周囲に現れたナチス親衛隊の幻霊、そのシャドウサーヴァントはジャンヌと妖精騎士に向かって銃弾を連射する。
『消えなさい。』
モルガンは、ジャンヌたちに再度強化を付与し、そして遠隔で魔力の斬撃をシャドウサーヴァントに向かって放つ。
ジャンヌたちは、強化を受け、シャドウサーヴァントの軍勢を一瞬にして殲滅する。
『やはりこうなったか…いや、外部でも不完全ながら戦闘を行えたことが確認できただけでも十分だね。後は出力調節が必要か…
これならあの計画にも間に合う。
全く…ボスもなんであんな搾取しか脳がないクソババアの計画に肩を持つのかな? 何がヴァニタスだ。
あのババアが掲げるヴァニタスは原理から外れてるだろうが』
そう少女は、そこにいない誰かに向かって愚痴をこぼす。
その誰かとは少女のボスの同胞に当たる存在だ。
しかしボスは奴と同胞扱いされるのを嫌うであろう。
『お前は…いや、お前達グノーシスは何故今ここで仕掛けた?』
『さぁね? 私達のボスの心中を察することなんてできないよ。
それに私はあくまでも日雇いのバイト。私にこれ以上の出番はない。
無責任なことは承知だけど文句なら私の上司に行ってください。』
そう言って少女は通信を切った。
(私が仕掛けた呪詛の向きがあの生徒ではなくもっと深い所に…あの女に向いている。)
モルガンは、呪詛の向きが少女ではなく少女のいうボスに当たる存在に向いている。
少女への呪詛返しは不可能だ。
その頃、黄金都市。
黄金都市には薔薇の香りが立ち込めており、黄金都市は人間が何も感じない様な暑くも寒くもない不感温度を保っている。

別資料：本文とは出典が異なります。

//! Text cleanup for image titles and captions.

use std::sync::LazyLock;

use regex::{Captures, Regex};

use crate::xml::decode_entity;

/// Pattern for matching HTML/XML tags, including comments.
static TAG_PATTERN: LazyLock<Regex> = LazyLock::new(|| {
    Regex::new(r"(?s)<!--.*?-->|</?[A-Za-z!?][^>]*>").expect("invalid tag regex")
});

/// Pattern for named and numeric character references.
static ENTITY_PATTERN: LazyLock<Regex> = LazyLock::new(|| {
    Regex::new(r"&(#[xX][0-9A-Fa-f]+|#[0-9]+|[A-Za-z]+);").expect("invalid entity regex")
});

/// Remove HTML tags from `text`, decode character references and trim
/// surrounding whitespace.
///
/// The result is plain text; serialization escapes it again. Unknown named
/// references other than `&nbsp;` are kept verbatim.
#[must_use]
pub fn strip_tags(text: &str) -> String {
    let stripped = TAG_PATTERN.replace_all(text, "");
    ENTITY_PATTERN
        .replace_all(&stripped, |caps: &Captures<'_>| match &caps[1] {
            "nbsp" => " ".to_owned(),
            entity => decode_entity(entity),
        })
        .trim()
        .to_owned()
}

/// Strip tags and drop the value if nothing is left.
pub(crate) fn clean(text: Option<&str>) -> Option<String> {
    let cleaned = strip_tags(text?);
    (!cleaned.is_empty()).then_some(cleaned)
}
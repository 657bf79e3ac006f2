//! Colored terminal output utilities.

use console::{Style, Term};
use smap_sitemap::{RunReport, SiteOutcome};

/// Terminal output formatter.
pub(crate) struct Output {
    term: Term,
    green: Style,
    yellow: Style,
    red: Style,
    cyan_bold: Style,
}

impl Output {
    /// Create a new output formatter.
    #[must_use]
    pub(crate) fn new() -> Self {
        Self {
            term: Term::stderr(),
            green: Style::new().green(),
            yellow: Style::new().yellow(),
            red: Style::new().red(),
            cyan_bold: Style::new().cyan().bold(),
        }
    }

    /// Print an info message.
    pub(crate) fn info(&self, msg: &str) {
        let _ = self.term.write_line(msg);
    }

    /// Print a warning message (yellow).
    pub(crate) fn warning(&self, msg: &str) {
        self.styled(&self.yellow, msg);
    }

    /// Print an error message (red).
    pub(crate) fn error(&self, msg: &str) {
        self.styled(&self.red, msg);
    }

    /// Print a highlighted message (cyan bold).
    pub(crate) fn highlight(&self, msg: &str) {
        self.styled(&self.cyan_bold, msg);
    }

    /// Print one line per site of a generation run.
    pub(crate) fn report(&self, report: &RunReport) {
        for site in &report.sites {
            self.site(site);
        }

        let failed = report.failures().count();
        let published = report.sites.len() - failed;
        let summary = format!("{published} published, {failed} failed");
        if failed == 0 {
            self.styled(&self.green, &summary);
        } else {
            self.styled(&self.red, &summary);
        }
    }

    fn site(&self, site: &SiteOutcome) {
        if let Some(err) = &site.error {
            self.error(&format!("  {}: {err}", site.domain));
            return;
        }

        let path = site
            .path
            .as_ref()
            .map(|p| p.display().to_string())
            .unwrap_or_default();
        self.styled(
            &self.green,
            &format!("  {}: {} URLs, {} images -> {path}", site.domain, site.urls, site.images),
        );
        match site.notified {
            Some(true) => self.info(&format!("  {}: search engines notified", site.domain)),
            Some(false) => self.warning(&format!("  {}: search engine notification failed", site.domain)),
            None => {}
        }
    }

    fn styled(&self, style: &Style, msg: &str) {
        let _ = self.term.write_line(&style.apply_to(msg).to_string());
    }
}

黄金都市にはバビロン兵と思わしきロボットが生徒へと豪奢な食事の提供やルームサービスなどを行っている。
ある一角では人工庭園の中でワイバーンやキマイラなどの幻想種を魔術を以てゲーム感覚で追い回し、狩りを行っている生徒もいる。
ここにいる生徒はまるでオリュンポスやバビロンを思わせる様に幸福な生活を送っている。
『ふむ、よくやった。少女よ。』
さきほどバイトを終えた少女に向かって異形の女は労いの言葉をかける。
『貴様に褒美をくれてやる。』
異形の女は、指を鳴らすと少女の預金残高に屋敷が一つ買える程の金が振り込まれる。
「ありがとうございます。ボス。またよろしくお願いします。」
『貴様は当然の仕事をしたのだ。感謝などせずともよい。』
「ところで呪詛とか大丈夫ですかね?」
『問題ない。事前に説明した様に我に向かうようにしてある。モルガンが貴様に向かって何か仕掛けてくるなら我へと魔術が向かうだろう。
そこは大人の責任というものだ。貴様は気にせず今を楽しめばよい。』
異形の女は少女の頭を撫でそう諭す。
「我らの教訓──
少女はグノーシスの教訓を口ずさむ。
その教訓はヴァニタスに並ぶバロックの概念であるカルペディエム。
その日を摘めというメメントモリに通ずる言葉だ。
『然り。未来の事など大人に任せよ。今日をどのような形であれ必死に生きた者にこそ明日は訪れるのだ。』
異形の女はそう言ってその場から立ち去って行った。